The HGVC Shell Island Beach Club website has been updated with the HGVC news



> *Important Update*
> _As of April 8, 2009, Hilton Grand Vacations Company no longer manages Shell Island Beach Club.
> If you have any questions or concerns regarding this news, please contact Hilton Grand Vacations Company_



Looks like there was some disagreements regarding roof ponding and insurance claims based on the last owner update provided by HGVC back in November 2008 - see http://www.hgvc.com/shellisland/pages/News.html



> From the November 2008 owner update - http://www.hgvc.com/shellisland/pages/Shell Island Letter UPDATED 11.18.08 FOR WEB.pdf
> _
> *Updates from Your Management Company*
> Hilton Grand Vacations Company would further like to take this opportunity to provide you with the latest information on two operational issues at your resort:
> ...


----------



## Talent312 (Apr 10, 2009)

Could this be a case of "biting the hand that feeds you," cuz they wanted a ham bone, but were only given a chew-toy instead?  What, no ham bone?


----------



## jd5504 (Apr 11, 2009)

*HGVC Shell Island New Management*

A few days ago I heard SIBC Board of Director's (BOD's) changed management companies. My concern is the way the BOD's did this. No owners were contacted that I know of. If the  BOD's did this with recklessness as it may appear to some, I am really concerned about the big decision they made on their own. This is a big decision and I always worry about big decisions made quickly with the possibility of certain  groups receiving perks. Hopefully SIBC owners can get together with one voice to at least question the BOD's regarding this process. I sent a letter to the SIBC Board at sibcboard@bigfoot.com protesting this process. 
I contacted the HGVC rep on site. Here is part of an email from the HGVC rep on site at SIBC:

If it makes you feel better you can write the BOD's but the way this was done I do not think the BOD's care what you think.  If they did, it would not have occurred in this manner. There is a small owners group that is banning together.  

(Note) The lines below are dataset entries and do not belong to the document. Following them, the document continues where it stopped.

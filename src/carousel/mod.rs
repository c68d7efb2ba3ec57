//! Transition engine: one owned [`Carousel`] ties the controller, the reveal,
//! the frame loop and the shader parameters together.
//!
//! Everything here runs on the event-loop thread. The host drives it through
//! [`FrameScheduler`] (per-frame callbacks) and [`DrawTarget`] (one draw per
//! call).

pub mod frame_loop;
pub mod input;
pub mod labels;
pub mod params;
pub mod reveal;
pub mod transition;
pub mod tween;
pub mod viewport;

use std::time::Instant;

use palette::{LinSrgba, Mix};

use crate::config::{Configuration, RevealSettings, parse_color};
use crate::error::CarouselError;
use crate::events::{DebugCommand, Direction};

pub use frame_loop::{FrameHandle, FrameOrigin, FrameScheduler, RenderLoop};
pub use labels::{LabelSet, LabelState};
pub use params::{CarouselUniforms, ShaderParams, SurfaceGeometry, TextureSlot};
pub use transition::{Advance, Sample, TransitionController, TransitionState};
pub use viewport::ViewportState;

use reveal::{Reveal, RevealStep};
use tween::Stagger;

/// Debug-panel scrub granularity.
pub const SCRUB_STEP: f32 = 0.01;

/// Everything a draw needs for one frame.
#[derive(Debug, Clone, Copy)]
pub struct Frame<'a> {
    pub params: &'a ShaderParams,
    pub labels: &'a LabelSet,
}

/// Host-side renderer: submits exactly one draw per call.
pub trait DrawTarget {
    fn draw(&mut self, frame: &Frame<'_>);
}

/// The transition engine.
#[derive(Debug)]
pub struct Carousel {
    controller: TransitionController,
    frames: RenderLoop,
    params: ShaderParams,
    viewport: ViewportState,
    labels: LabelSet,
    reveal: Option<Reveal>,
    /// First caption words still rising after the reveal committed.
    label_rise: Option<Stagger>,
    reveal_settings: RevealSettings,
    backgrounds: Vec<LinSrgba>,
    default_background: LinSrgba,
    image_aspects: Vec<f32>,
    session_start: Instant,
    loaded: bool,
}

impl Carousel {
    /// Builds the engine for `image_aspects.len()` images.
    ///
    /// Fails on fewer than two images or when labels/backgrounds do not line
    /// up with the image list.
    pub fn new(
        cfg: &Configuration,
        image_aspects: Vec<f32>,
        session_start: Instant,
    ) -> Result<Self, CarouselError> {
        let images = image_aspects.len();
        if images != cfg.images.len() {
            return Err(CarouselError::ImageCountMismatch {
                expected: cfg.images.len(),
                received: images,
            });
        }
        if !cfg.labels.is_empty() && cfg.labels.len() != images {
            return Err(CarouselError::LabelCountMismatch {
                labels: cfg.labels.len(),
                images,
            });
        }
        if !cfg.backgrounds.is_empty() && cfg.backgrounds.len() != images {
            return Err(CarouselError::BackgroundCountMismatch {
                backgrounds: cfg.backgrounds.len(),
                images,
            });
        }
        let controller = TransitionController::new(images, &cfg.transition, cfg.reveal.enabled)?;
        let default_background = parse_color(&cfg.default_background)?;
        let backgrounds = cfg.background_colors()?;
        let params = ShaderParams {
            background: default_background,
            ..ShaderParams::default()
        };
        Ok(Self {
            controller,
            frames: RenderLoop::new(),
            params,
            viewport: ViewportState::new(cfg.camera_distance, cfg.surface),
            labels: LabelSet::new(&cfg.labels),
            reveal: None,
            label_rise: None,
            reveal_settings: cfg.reveal,
            backgrounds,
            default_background,
            image_aspects,
            session_start,
            loaded: false,
        })
    }

    pub fn params(&self) -> &ShaderParams {
        &self.params
    }

    pub fn labels(&self) -> &LabelSet {
        &self.labels
    }

    pub fn active(&self) -> usize {
        self.controller.active()
    }

    pub fn state(&self) -> TransitionState {
        self.controller.state()
    }

    pub fn reveal_done(&self) -> bool {
        self.controller.reveal_done()
    }

    pub fn is_frame_loop_running(&self) -> bool {
        self.frames.is_running()
    }

    /// Load-complete signal; only the first one has any effect.
    pub fn on_all_loaded(
        &mut self,
        now: Instant,
        scheduler: &mut dyn FrameScheduler,
        target: &mut dyn DrawTarget,
    ) {
        if self.loaded {
            tracing::debug!("load_complete_ignored");
            return;
        }
        self.loaded = true;
        if self.reveal_settings.enabled && self.controller.enter_reveal() {
            self.reveal = Some(Reveal::begin(
                &self.reveal_settings,
                &mut self.labels,
                &mut self.params,
                now,
            ));
            self.params.background = self.default_background;
            self.refresh_geometry();
            self.frames.start(scheduler);
        } else {
            self.controller.skip_reveal();
            Reveal::finish(&mut self.labels, &mut self.params);
            self.params.background = self.background_for(0);
            self.refresh_geometry();
            self.draw(target);
        }
    }

    /// Entry point for every input source; `true` when a transition started.
    pub fn request_advance(
        &mut self,
        direction: Direction,
        now: Instant,
        scheduler: &mut dyn FrameScheduler,
    ) -> bool {
        if self
            .controller
            .request_advance(direction, now, &mut self.params)
            .is_none()
        {
            return false;
        }
        self.label_rise = None;
        self.refresh_geometry();
        self.frames.start(scheduler);
        true
    }

    /// Frame callback. `handle` is the token the scheduler delivered, if any.
    ///
    /// The tracked callback samples, draws once, commits a settled ramp and
    /// then reschedules while anything is still animating; any other redraw
    /// only draws.
    pub fn on_frame(
        &mut self,
        handle: Option<FrameHandle>,
        now: Instant,
        scheduler: &mut dyn FrameScheduler,
        target: &mut dyn DrawTarget,
    ) {
        if self.frames.origin(handle) == FrameOrigin::External {
            self.draw(target);
            return;
        }
        self.params.elapsed = now.saturating_duration_since(self.session_start).as_secs_f32();
        let settled = self.sample(now);
        self.draw(target);
        if settled {
            self.commit();
        }
        if self.is_animating() {
            self.frames.reschedule(scheduler);
        } else {
            self.frames.cancel(scheduler);
        }
    }

    /// Window resized to `width` x `height` device-independent pixels.
    pub fn on_resize(&mut self, width: f32, height: f32, target: &mut dyn DrawTarget) {
        self.viewport.resize(width, height);
        self.refresh_geometry();
        tracing::debug!(
            width,
            height,
            fov = self.viewport.fov_degrees(),
            "viewport_resize"
        );
        self.draw(target);
    }

    /// Applies a debug-panel command; returns `true` when an advance started.
    pub fn debug(
        &mut self,
        command: DebugCommand,
        now: Instant,
        scheduler: &mut dyn FrameScheduler,
        target: &mut dyn DrawTarget,
    ) -> bool {
        match command {
            DebugCommand::Scrub(delta) => {
                self.scrub_progress(delta, target);
                false
            }
            DebugCommand::Advance(direction) => self.request_advance(direction, now, scheduler),
        }
    }

    /// Debug-panel override of `progress`, quantized to [`SCRUB_STEP`].
    ///
    /// Only applies while idle; an in-flight ramp owns `progress`.
    pub fn scrub_progress(&mut self, delta: f32, target: &mut dyn DrawTarget) {
        if !self.controller.is_idle() || self.reveal.is_some() {
            tracing::debug!(state = ?self.controller.state(), "progress_scrub_ignored");
            return;
        }
        let value = ((self.params.progress + delta) / SCRUB_STEP).round() * SCRUB_STEP;
        self.params.reset_progress(value);
        tracing::debug!(progress = self.params.progress, "progress_scrub");
        self.draw(target);
    }

    /// Samples whichever timeline is in flight; `true` once its ramp has
    /// settled and needs a commit.
    fn sample(&mut self, now: Instant) -> bool {
        if let Some(rise) = self.label_rise.as_mut() {
            let (offsets, done) = rise.poll(now);
            self.labels.set_offsets(self.controller.active(), &offsets);
            if done {
                self.label_rise = None;
            }
        }
        if let Some(reveal) = self.reveal.as_mut() {
            let step = reveal.sample(now, &mut self.labels, &mut self.params);
            self.params.background = self
                .default_background
                .mix(self.background_for(0), self.params.progress);
            return step == RevealStep::Settled;
        }
        let sample = self.controller.sample(now, &mut self.params);
        if let TransitionState::Advancing(advance) = self.controller.state() {
            let from = self.controller.active();
            self.labels.swap(from, advance.next, self.params.progress);
            self.params.background = self
                .background_for(from)
                .mix(self.background_for(advance.next), self.params.progress);
        }
        sample == Sample::Settled
    }

    fn commit(&mut self) {
        if let Some(reveal) = self.reveal.take() {
            self.label_rise = reveal.complete(&mut self.labels, &mut self.params);
            self.controller.complete_reveal();
            self.params.background = self.background_for(0);
        } else if self.controller.commit(&mut self.params).is_some() {
            let active = self.controller.active();
            self.labels.show_only(active);
            self.params.background = self.background_for(active);
        }
        self.refresh_geometry();
    }

    fn is_animating(&self) -> bool {
        self.reveal.is_some() || !self.controller.is_idle() || self.label_rise.is_some()
    }

    fn background_for(&self, index: usize) -> LinSrgba {
        self.backgrounds
            .get(index)
            .copied()
            .unwrap_or(self.default_background)
    }

    fn refresh_geometry(&mut self) {
        self.viewport.apply(&mut self.params, &self.image_aspects);
    }

    fn draw(&self, target: &mut dyn DrawTarget) {
        target.draw(&Frame {
            params: &self.params,
            labels: &self.labels,
        });
    }
}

I returned from California April 2. On April 3 I learned of the problem and by April 8 the board sent a locksmith after hours to change the office locks.  We had April 9 to clear out. The way the management company was treated by the board was not only unprofessional, but insulting to say the least.  They even had a security guard posted while we were clearing out.  The former Maintenance Man Ken Sandrick came back to help the board and supervise the dismissal of his former work mates of 10 years. They flew him in from Arizona on our dollar. No wonder they threw him a big retirement dinner and gave him $$$ before he left.  Again on our dollar and I let him know that when I saw him.  I couldn't make all this up if I tried.  It was so hurtful.


----------



## Talent312 (Apr 11, 2009)

The Shell Island OA's Articles of Incorporation and Bylaws likely vest authority to contract for management services in the BOD.  The Board would otherwise be responsible for management and maintenance, themselves.  So it seems that individual owners who disagree with the BOD are SOL, unless enuff of them organize to force a special meeting to replace the BOD, or replace them at the next regular meeting.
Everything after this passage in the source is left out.